Cricket : The ICC and IOC explore ways to bring the game into the Olympic fold after more than a century
Last Updated 07 November 2015, 18:42 IST

It has been 115 years since Devon and Somerset Wanderers, representing Britain, and the French Athletic Club Union, representing France, played a cricket match at the Paris Summer Olympics.

That match in 1900 remains cricket’s only involvement in the Games, but the sport could soon return to the Olympics. In mid-November, the International Cricket Council (ICC) will meet with the International Olympic Committee (IOC) in Lausanne, Switzerland, to discuss cricket’s possible inclusion in the 2024 Games.

Cricket’s appearing in the Games would fit into a recent trend in which the world’s most popular sports join the Olympics. Both golf and rugby, in the form of sevens, will return to next year’s Olympics; golf has not featured since 1904, and rugby not since 1924.

“If you’re an Olympic sport it opens the doors into ministries of education, and rugby can be on the curriculum,” Morgan Buckley, general manager of development for World Rugby, explained recently. “When rugby is shown on every TV screen next year, people will really see rugby in a new light.”

Many in cricket believe that the sport could benefit similarly from Olympic inclusion. The MCC World Cricket Committee, an independent research institution made up of cricketing luminaries, advocates cricket’s inclusion, and 90 percent of the ICC's members supported the notion of including cricket in the Olympics during a survey in 2008.
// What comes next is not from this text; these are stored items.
//! Field composition and geometry manipulation.
//!
//! - **Overlap**: reduce concurrent fields on one geometry into a single field
//!   ([`overlap::OverlapScalarFields`])
//! - **Switch**: pick or map a field for a target geometry from a pool of
//!   candidates ([`switch::SwitchScalarField`])
//! - **Scale**: per-vertex scaling displacements, optionally filtered by a
//!   field ([`scale::ScaleGeometry`])

pub mod overlap;
pub mod scale;
pub mod switch;

pub use overlap::{OverlapMethod, OverlapScalarFields};
pub use scale::{ScaleGeometry, ScaleOptions};
pub use switch::{SwitchOptions, SwitchScalarField};
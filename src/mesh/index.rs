//! Index types for geometry entities.
//!
//! Vertices and cells are addressed by type-safe wrappers around an integer
//! type chosen by the caller: `u16` for tiny patches, `u32` by default, `u64`
//! for very large meshes. Field values are keyed by [`VertexId`].

use std::fmt::{self, Debug};
use std::hash::Hash;

/// Integer types usable as entity indices.
pub trait MeshIndex:
    Copy + Clone + Eq + PartialEq + Ord + PartialOrd + Hash + Debug + Send + Sync + 'static
{
    /// Largest representable index.
    const MAX: Self;

    /// Convert from usize.
    ///
    /// # Panics
    /// Debug builds panic if the value does not fit.
    fn from_usize(v: usize) -> Self;

    /// Convert to usize.
    fn to_usize(self) -> usize;
}

macro_rules! impl_mesh_index {
    ($ty:ty) => {
        impl MeshIndex for $ty {
            const MAX: Self = <$ty>::MAX;

            #[inline]
            fn from_usize(v: usize) -> Self {
                debug_assert!(
                    v <= <$ty>::MAX as usize,
                    "index {} too large for {}",
                    v,
                    stringify!($ty)
                );
                v as $ty
            }

            #[inline]
            fn to_usize(self) -> usize {
                self as usize
            }
        }
    };
}

impl_mesh_index!(u16);
impl_mesh_index!(u32);
impl_mesh_index!(u64);

/// Identifies a vertex within one geometry.
#[derive(Copy, Clone, Eq, PartialEq, Ord, PartialOrd, Hash)]
#[repr(transparent)]
pub struct VertexId<I: MeshIndex = u32>(I);

/// Identifies a cell (point, segment, or polygon) within one geometry.
#[derive(Copy, Clone, Eq, PartialEq, Ord, PartialOrd, Hash)]
#[repr(transparent)]
pub struct CellId<I: MeshIndex = u32>(I);

macro_rules! impl_entity_id {
    ($name:ident, $tag:literal) => {
        impl<I: MeshIndex> $name<I> {
            /// Wrap a raw position.
            #[inline]
            pub fn new(index: usize) -> Self {
                Self(I::from_usize(index))
            }

            /// Position as usize.
            #[inline]
            pub fn index(self) -> usize {
                self.0.to_usize()
            }

            /// The underlying integer.
            #[inline]
            pub fn raw(self) -> I {
                self.0
            }
        }

        impl<I: MeshIndex> Debug for $name<I> {
            fn fmt(&self, f: &mut fmt::Formatter<'_>) -> fmt::Result {
                write!(f, "{}({})", $tag, self.index())
            }
        }

        impl<I: MeshIndex> fmt::Display for $name<I> {
            fn fmt(&self, f: &mut fmt::Formatter<'_>) -> fmt::Result {
                write!(f, "{}", self.index())
            }
        }

        impl<I: MeshIndex> From<usize> for $name<I> {
            fn from(v: usize) -> Self {
                Self::new(v)
            }
        }
    };
}

impl_entity_id!(VertexId, "V");
impl_entity_id!(CellId, "C");
impl SpatialCorrespondence for BoxOverlap {
    fn correspond<I: MeshIndex>(
        &self,
        source: &BvTree<I>,
        target: &BvTree<I>,
        tolerance: f64,
    ) -> Vec<CellId<I>> {
        if source.is_empty() || target.is_empty() {
            return Vec::new();
        }

        let mut matched = vec![false; target.num_cells()];
        let mut stack = vec![(0usize, 0usize)];

        while let Some((s, t)) = stack.pop() {
            let s_node = &source.nodes[s];
            let t_node = &target.nodes[t];
            if !t_node.bounds.intersects(&s_node.bounds, tolerance) {
                continue;
            }

            match (&s_node.kind, &t_node.kind) {
                (NodeKind::Leaf { .. }, NodeKind::Leaf { .. }) => {
                    for &tc in target.leaf_cells(t) {
                        if matched[tc.index()] {
                            continue;
                        }
                        let t_box = target.cell_bounds(tc);
                        if source
                            .leaf_cells(s)
                            .iter()
                            .any(|&sc| t_box.intersects(source.cell_bounds(sc), tolerance))
                        {
                            matched[tc.index()] = true;
                        }
                    }
                }
                (NodeKind::Leaf { .. }, &NodeKind::Inner { left, right }) => {
                    stack.push((s, left));
                    stack.push((s, right));
                }
                (&NodeKind::Inner { left, right }, NodeKind::Leaf { .. }) => {
                    stack.push((left, t));
                    stack.push((right, t));
                }
                (
                    &NodeKind::Inner {
                        left: sl,
                        right: sr,
                    },
                    &NodeKind::Inner {
                        left: tl,
                        right: tr,
                    },
                ) => {
                    stack.push((sl, tl));
                    stack.push((sl, tr));
                    stack.push((sr, tl));
                    stack.push((sr, tr));
                }
            }
        }

        matched
            .iter()
            .enumerate()
            .filter_map(|(i, &m)| m.then(|| CellId::new(i)))
            .collect()
    }
}
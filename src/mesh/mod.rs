//! Geometry storage and spatial indexing.
//!
//! This module provides the minimal geometry the field engines work on:
//! vertex positions, cell connectivity, a stable identity handle, and a
//! bounding-volume tree per geometry.
//!
//! # Index Types
//!
//! - [`VertexId`] - Identifies a vertex; scalar fields are keyed by it
//! - [`CellId`] - Identifies a cell (point, segment, polygon)
//! - [`GeometryId`] - Identifies a whole geometry object
//!
//! Vertex and cell ids are generic over the underlying integer type
//! ([`MeshIndex`]), defaulting to `u32`.
//!
//! # Construction
//!
//! ```
//! use meshfield::mesh::{build_from_triangles, Geometry};
//! use nalgebra::Point3;
//!
//! let vertices = vec![
//!     Point3::new(0.0, 0.0, 0.0),
//!     Point3::new(1.0, 0.0, 0.0),
//!     Point3::new(0.5, 1.0, 0.0),
//! ];
//! let geo: Geometry = build_from_triangles(&vertices, &[[0, 1, 2]]).unwrap();
//! assert_eq!(geo.bv_tree().num_cells(), 1);
//! ```

mod builder;
mod bvtree;
mod geometry;
mod index;

pub use builder::{
    build_from_cells, build_from_quads, build_from_segments, build_from_triangles,
    build_point_cloud,
};
pub use bvtree::{Aabb, BoxOverlap, BvTree, BvTreeOptions, SpatialCorrespondence};
pub use geometry::{Geometry, GeometryId, GeometryKind};
pub use index::{CellId, MeshIndex, VertexId};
If cricket is to expand its global footprint there is compelling logic in an Olympic bid. Olympic inclusion would be crucial for cricket in emerging nations — including China. Since rugby became an Olympic sport, over $15 million a year from Chinese national and local government has been invested in rugby sevens; a similar amount would be invested in cricket if it is added to the Games, said Terry Zhang, secretary general of the Chinese Cricket Association. “There is a huge difference between Olympics sports and non-Olympics sports in China. The media are also far more interested in Olympic sports.”

Other emerging nations would also receive a significant increase in government funding, were cricket in the Games. “If cricket was in the Olympics a large number of these countries would get IOC and government grants. In addition, sponsors would be more willing to back them,” said Ehsan Mani, a former ICC president.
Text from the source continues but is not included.